▸ ASSIGNED TASK: Every line with the string "StaticApplicationId" in it belongs in your answer, so copy them all from the data.

▸ SUPPLIED MATERIAL:
----------
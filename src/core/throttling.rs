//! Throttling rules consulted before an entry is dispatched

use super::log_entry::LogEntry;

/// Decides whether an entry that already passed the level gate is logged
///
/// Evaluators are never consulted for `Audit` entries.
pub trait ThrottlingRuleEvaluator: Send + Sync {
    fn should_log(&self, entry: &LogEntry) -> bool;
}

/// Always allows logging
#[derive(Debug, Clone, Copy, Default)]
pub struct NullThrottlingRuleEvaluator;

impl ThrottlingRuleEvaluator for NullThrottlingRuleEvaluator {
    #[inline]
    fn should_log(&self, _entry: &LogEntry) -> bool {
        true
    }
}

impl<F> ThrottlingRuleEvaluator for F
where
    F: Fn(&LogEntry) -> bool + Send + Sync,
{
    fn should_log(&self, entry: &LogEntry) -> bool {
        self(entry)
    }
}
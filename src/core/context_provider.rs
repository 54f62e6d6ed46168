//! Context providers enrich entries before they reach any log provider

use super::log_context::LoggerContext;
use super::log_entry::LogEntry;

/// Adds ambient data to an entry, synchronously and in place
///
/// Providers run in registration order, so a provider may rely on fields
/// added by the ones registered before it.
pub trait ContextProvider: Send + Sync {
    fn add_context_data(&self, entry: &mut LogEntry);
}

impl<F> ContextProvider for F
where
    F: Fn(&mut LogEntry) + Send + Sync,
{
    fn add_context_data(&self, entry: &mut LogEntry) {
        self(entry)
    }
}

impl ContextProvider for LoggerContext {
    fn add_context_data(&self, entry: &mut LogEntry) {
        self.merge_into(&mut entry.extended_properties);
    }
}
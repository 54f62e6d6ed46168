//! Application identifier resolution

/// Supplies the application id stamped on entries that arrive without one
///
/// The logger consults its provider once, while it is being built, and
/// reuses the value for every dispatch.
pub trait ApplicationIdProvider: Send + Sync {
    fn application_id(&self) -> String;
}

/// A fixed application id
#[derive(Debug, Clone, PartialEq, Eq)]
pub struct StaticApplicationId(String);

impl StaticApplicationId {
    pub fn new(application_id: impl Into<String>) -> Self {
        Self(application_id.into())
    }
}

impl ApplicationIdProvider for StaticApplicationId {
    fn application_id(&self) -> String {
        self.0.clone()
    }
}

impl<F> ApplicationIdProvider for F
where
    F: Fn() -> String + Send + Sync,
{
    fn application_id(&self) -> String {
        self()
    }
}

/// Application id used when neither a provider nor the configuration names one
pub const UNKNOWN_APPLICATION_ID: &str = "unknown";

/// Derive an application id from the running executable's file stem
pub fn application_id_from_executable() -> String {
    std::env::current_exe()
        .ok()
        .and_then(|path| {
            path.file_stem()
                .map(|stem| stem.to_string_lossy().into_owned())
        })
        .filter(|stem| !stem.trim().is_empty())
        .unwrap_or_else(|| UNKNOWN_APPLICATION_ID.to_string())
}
----------
▸ RESULT:
pub struct StaticApplicationId(String);
impl StaticApplicationId {
impl ApplicationIdProvider for StaticApplicationId {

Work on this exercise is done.